### EXERCISE MATERIALS ###

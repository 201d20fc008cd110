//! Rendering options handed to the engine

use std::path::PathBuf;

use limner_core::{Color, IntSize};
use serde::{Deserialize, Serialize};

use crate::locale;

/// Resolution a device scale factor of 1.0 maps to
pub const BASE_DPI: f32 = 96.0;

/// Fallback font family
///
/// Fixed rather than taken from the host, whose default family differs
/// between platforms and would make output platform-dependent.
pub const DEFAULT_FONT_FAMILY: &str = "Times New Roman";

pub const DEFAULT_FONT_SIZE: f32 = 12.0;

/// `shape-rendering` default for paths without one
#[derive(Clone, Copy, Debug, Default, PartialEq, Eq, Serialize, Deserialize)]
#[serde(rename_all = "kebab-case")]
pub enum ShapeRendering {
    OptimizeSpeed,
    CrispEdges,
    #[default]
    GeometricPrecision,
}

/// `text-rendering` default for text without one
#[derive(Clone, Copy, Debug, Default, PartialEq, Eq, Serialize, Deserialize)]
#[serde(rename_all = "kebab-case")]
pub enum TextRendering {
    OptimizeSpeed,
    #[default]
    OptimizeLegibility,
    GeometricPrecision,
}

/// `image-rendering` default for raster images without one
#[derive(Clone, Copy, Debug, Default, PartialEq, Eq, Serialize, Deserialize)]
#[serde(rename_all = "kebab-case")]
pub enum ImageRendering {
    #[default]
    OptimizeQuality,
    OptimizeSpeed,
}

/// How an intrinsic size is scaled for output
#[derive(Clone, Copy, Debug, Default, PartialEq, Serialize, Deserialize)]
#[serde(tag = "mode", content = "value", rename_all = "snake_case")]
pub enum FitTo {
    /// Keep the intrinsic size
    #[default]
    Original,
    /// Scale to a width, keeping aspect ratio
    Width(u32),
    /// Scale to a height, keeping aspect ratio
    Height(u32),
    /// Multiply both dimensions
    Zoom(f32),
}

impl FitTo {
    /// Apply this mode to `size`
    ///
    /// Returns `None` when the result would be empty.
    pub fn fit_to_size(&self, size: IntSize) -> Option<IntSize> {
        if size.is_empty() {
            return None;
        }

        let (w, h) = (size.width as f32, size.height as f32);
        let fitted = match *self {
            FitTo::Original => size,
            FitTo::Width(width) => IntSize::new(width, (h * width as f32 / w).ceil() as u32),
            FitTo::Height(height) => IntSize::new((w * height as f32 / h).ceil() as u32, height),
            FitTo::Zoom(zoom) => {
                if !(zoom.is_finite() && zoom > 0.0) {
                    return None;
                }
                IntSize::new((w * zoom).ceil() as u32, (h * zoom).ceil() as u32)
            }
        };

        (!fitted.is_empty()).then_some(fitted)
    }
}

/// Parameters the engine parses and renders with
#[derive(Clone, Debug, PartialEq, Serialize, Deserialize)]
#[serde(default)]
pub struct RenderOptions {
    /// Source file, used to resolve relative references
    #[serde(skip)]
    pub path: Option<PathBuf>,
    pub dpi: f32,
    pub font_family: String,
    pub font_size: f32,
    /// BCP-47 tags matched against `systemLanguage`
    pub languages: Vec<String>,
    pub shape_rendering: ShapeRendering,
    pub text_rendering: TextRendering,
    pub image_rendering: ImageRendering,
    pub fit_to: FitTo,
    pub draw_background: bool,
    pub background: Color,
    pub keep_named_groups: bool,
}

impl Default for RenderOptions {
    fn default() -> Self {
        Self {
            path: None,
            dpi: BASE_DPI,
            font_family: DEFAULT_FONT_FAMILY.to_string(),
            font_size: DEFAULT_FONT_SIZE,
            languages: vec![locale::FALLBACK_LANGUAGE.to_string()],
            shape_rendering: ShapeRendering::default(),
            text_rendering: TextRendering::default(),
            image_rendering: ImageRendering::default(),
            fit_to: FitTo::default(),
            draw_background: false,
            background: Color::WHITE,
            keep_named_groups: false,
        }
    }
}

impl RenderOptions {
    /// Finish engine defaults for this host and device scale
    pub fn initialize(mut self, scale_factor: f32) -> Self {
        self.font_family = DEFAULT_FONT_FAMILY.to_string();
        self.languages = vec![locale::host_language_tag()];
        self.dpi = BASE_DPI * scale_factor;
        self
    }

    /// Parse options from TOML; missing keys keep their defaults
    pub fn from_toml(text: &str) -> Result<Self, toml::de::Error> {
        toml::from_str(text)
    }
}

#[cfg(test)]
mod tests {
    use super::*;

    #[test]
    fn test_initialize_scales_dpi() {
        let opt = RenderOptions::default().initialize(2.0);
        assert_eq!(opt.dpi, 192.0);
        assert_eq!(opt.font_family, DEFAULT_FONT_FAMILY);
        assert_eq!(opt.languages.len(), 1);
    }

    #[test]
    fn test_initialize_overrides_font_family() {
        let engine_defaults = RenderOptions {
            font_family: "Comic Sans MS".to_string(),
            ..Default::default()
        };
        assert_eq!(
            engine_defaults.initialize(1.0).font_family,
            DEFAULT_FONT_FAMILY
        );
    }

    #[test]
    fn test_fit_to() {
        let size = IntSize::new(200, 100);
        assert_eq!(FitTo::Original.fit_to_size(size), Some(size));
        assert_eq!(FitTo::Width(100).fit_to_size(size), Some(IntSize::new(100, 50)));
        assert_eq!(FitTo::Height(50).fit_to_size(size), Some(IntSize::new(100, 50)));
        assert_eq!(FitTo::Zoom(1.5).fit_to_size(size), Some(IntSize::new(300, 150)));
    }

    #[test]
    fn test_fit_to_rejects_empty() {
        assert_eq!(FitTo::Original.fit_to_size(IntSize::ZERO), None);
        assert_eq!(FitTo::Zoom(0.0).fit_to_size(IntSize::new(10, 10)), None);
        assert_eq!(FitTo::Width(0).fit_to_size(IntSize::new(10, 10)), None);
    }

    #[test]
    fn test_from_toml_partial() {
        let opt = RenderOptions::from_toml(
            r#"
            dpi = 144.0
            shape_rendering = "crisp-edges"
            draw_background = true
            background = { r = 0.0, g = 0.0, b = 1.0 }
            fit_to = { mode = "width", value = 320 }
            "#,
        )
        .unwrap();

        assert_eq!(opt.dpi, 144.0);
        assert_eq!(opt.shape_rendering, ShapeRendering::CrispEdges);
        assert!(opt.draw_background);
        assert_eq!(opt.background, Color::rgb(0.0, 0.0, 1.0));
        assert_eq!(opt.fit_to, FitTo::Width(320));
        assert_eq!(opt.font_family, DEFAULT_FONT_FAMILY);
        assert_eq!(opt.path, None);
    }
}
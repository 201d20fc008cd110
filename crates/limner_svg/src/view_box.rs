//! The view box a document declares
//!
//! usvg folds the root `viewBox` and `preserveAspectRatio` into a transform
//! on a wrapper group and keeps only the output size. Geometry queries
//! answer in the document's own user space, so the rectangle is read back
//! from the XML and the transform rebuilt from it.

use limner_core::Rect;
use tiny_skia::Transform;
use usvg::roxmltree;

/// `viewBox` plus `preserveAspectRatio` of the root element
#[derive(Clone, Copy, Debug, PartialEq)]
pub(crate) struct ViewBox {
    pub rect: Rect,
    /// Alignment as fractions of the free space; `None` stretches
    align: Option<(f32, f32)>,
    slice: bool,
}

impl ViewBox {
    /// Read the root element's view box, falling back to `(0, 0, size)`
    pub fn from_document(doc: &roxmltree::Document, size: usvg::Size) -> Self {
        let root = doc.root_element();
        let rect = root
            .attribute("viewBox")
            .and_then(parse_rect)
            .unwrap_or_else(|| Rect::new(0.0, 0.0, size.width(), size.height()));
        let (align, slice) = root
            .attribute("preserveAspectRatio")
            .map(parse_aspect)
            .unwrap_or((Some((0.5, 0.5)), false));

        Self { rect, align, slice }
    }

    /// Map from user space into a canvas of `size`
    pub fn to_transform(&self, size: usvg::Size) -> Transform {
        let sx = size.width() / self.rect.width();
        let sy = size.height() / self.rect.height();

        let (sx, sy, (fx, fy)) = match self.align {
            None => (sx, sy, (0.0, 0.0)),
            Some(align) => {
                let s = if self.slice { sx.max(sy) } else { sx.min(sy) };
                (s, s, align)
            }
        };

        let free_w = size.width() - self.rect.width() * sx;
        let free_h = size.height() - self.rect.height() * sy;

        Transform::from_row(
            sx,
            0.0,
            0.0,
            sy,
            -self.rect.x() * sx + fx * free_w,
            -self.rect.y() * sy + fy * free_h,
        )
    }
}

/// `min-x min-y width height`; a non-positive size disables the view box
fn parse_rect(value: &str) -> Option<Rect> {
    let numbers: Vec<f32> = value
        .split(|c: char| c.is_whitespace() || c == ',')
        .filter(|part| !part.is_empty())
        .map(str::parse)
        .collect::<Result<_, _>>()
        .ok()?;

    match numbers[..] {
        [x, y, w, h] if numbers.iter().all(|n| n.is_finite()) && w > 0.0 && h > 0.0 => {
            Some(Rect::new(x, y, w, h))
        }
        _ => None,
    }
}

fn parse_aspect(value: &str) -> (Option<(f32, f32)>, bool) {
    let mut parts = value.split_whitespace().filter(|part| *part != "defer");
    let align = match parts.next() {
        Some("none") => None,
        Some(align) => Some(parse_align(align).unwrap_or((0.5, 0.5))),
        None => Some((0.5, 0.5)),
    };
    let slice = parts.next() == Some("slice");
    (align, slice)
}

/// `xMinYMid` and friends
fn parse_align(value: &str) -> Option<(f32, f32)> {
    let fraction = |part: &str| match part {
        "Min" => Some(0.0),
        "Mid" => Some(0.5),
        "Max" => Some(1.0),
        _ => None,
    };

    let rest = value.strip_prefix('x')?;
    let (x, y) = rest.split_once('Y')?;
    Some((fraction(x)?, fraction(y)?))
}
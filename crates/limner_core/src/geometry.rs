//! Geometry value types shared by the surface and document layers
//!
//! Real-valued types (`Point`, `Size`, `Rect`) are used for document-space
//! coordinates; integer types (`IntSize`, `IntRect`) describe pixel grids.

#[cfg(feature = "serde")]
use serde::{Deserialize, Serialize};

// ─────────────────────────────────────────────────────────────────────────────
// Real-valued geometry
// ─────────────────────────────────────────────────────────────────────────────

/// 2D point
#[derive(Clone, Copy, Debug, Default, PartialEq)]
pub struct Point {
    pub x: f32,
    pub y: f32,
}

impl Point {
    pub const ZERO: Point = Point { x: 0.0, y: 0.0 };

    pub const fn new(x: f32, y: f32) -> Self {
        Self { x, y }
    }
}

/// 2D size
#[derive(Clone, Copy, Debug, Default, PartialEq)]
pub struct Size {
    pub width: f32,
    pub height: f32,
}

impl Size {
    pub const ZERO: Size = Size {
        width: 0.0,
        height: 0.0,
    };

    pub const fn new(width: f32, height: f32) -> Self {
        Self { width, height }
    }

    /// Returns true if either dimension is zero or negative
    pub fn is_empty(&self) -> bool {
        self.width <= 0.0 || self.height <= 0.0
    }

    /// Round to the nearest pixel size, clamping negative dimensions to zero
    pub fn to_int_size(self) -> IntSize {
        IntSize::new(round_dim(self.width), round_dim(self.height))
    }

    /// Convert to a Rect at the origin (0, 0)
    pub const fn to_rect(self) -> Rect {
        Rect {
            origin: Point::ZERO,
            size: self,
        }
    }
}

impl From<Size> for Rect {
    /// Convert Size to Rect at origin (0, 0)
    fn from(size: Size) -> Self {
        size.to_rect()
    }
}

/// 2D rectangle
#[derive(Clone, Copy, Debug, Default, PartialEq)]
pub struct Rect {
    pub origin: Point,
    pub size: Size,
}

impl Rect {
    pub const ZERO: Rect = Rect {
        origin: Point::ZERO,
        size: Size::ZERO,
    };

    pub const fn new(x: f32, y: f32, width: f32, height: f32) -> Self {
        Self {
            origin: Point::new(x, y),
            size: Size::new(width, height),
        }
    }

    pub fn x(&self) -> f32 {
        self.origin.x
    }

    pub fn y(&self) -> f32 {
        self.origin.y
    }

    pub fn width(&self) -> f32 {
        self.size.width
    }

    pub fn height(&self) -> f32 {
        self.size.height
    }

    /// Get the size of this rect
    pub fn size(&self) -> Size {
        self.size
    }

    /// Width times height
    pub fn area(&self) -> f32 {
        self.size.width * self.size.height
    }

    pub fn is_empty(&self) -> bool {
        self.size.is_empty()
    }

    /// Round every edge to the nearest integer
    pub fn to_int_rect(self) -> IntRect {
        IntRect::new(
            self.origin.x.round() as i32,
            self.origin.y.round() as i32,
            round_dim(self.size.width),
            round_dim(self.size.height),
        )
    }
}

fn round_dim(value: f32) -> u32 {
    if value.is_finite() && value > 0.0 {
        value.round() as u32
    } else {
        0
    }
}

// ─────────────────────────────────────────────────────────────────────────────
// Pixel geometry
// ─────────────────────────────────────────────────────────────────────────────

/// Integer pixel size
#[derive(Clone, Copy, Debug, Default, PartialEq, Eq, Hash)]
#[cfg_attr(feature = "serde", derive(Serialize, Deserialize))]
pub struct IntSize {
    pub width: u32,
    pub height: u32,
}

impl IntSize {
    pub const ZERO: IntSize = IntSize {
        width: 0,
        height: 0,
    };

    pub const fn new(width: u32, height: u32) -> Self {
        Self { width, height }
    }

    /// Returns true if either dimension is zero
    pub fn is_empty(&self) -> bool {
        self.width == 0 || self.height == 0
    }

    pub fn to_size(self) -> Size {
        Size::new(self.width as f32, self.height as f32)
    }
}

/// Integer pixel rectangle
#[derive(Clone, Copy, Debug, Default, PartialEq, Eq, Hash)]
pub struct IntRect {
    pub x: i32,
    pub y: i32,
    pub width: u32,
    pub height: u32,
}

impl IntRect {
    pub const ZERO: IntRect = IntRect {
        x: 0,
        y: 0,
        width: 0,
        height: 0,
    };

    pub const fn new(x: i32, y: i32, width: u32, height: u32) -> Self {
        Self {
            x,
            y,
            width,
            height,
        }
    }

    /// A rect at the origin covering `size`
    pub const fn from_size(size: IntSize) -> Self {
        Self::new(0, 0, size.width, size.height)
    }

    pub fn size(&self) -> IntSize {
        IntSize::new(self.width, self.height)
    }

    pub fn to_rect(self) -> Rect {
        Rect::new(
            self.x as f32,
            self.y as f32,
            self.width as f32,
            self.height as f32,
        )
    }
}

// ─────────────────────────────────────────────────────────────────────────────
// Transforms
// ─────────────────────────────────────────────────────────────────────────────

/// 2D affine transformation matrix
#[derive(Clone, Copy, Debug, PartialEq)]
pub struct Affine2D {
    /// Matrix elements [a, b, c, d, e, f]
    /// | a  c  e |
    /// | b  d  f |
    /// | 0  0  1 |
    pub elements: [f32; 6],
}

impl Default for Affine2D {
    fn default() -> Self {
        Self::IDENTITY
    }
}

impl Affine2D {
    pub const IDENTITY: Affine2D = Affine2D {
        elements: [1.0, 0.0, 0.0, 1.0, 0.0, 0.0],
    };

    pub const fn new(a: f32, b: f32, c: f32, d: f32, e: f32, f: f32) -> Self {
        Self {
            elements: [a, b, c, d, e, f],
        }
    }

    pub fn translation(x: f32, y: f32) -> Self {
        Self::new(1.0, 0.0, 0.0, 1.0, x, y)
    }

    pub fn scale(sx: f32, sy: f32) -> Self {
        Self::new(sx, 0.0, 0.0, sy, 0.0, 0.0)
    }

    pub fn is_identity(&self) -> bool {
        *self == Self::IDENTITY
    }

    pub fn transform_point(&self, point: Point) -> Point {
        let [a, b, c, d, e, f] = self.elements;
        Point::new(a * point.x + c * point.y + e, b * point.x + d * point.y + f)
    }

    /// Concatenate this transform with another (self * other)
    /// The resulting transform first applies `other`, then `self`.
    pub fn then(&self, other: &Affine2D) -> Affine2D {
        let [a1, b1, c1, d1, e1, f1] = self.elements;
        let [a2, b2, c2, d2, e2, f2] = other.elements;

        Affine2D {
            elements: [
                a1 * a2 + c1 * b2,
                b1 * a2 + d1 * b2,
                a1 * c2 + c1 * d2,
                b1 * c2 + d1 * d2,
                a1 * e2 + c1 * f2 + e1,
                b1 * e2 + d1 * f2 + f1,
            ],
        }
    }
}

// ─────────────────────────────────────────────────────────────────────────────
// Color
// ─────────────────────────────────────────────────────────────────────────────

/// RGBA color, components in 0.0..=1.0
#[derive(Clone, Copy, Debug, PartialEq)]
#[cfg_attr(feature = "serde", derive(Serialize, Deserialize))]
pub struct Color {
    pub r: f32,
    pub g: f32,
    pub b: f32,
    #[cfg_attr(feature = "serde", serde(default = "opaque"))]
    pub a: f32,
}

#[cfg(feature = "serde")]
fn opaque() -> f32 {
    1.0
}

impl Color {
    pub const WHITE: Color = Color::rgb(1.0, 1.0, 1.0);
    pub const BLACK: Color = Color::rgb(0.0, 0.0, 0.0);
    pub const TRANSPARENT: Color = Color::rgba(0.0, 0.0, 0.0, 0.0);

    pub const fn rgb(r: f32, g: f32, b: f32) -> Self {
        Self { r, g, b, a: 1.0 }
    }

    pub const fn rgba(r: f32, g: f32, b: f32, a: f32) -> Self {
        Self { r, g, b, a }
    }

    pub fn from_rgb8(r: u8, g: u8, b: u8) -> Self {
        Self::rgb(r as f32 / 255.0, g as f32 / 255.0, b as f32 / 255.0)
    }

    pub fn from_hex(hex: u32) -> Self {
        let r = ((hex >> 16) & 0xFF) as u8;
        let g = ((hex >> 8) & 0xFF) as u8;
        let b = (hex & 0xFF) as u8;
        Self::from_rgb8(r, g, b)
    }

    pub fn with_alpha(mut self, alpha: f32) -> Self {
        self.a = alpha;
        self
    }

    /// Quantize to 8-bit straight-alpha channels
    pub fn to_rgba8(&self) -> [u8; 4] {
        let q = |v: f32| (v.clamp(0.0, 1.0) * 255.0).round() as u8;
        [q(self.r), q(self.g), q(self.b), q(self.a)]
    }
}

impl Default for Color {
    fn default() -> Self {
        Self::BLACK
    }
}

###

WHAT IS EXPECTED
Beginning at the line above with "Integer pixel rectangle" and finishing at the line with "pub fn to_rect(self)", return each line exactly and return nothing else.

WORKED SOLUTION
/// Integer pixel rectangle
#[derive(Clone, Copy, Debug, Default, PartialEq, Eq, Hash)]
pub struct IntRect {
    pub x: i32,
    pub y: i32,
    pub width: u32,
    pub height: u32,
}

impl IntRect {
    pub const ZERO: IntRect = IntRect {
        x: 0,
        y: 0,
        width: 0,
        height: 0,
    };

    pub const fn new(x: i32, y: i32, width: u32, height: u32) -> Self {
        Self {
            x,
            y,
            width,
            height,
        }
    }

    /// A rect at the origin covering `size`
    pub const fn from_size(size: IntSize) -> Self {
        Self::new(0, 0, size.width, size.height)
    }

    pub fn size(&self) -> IntSize {
        IntSize::new(self.width, self.height)
    }

    pub fn to_rect(self) -> Rect {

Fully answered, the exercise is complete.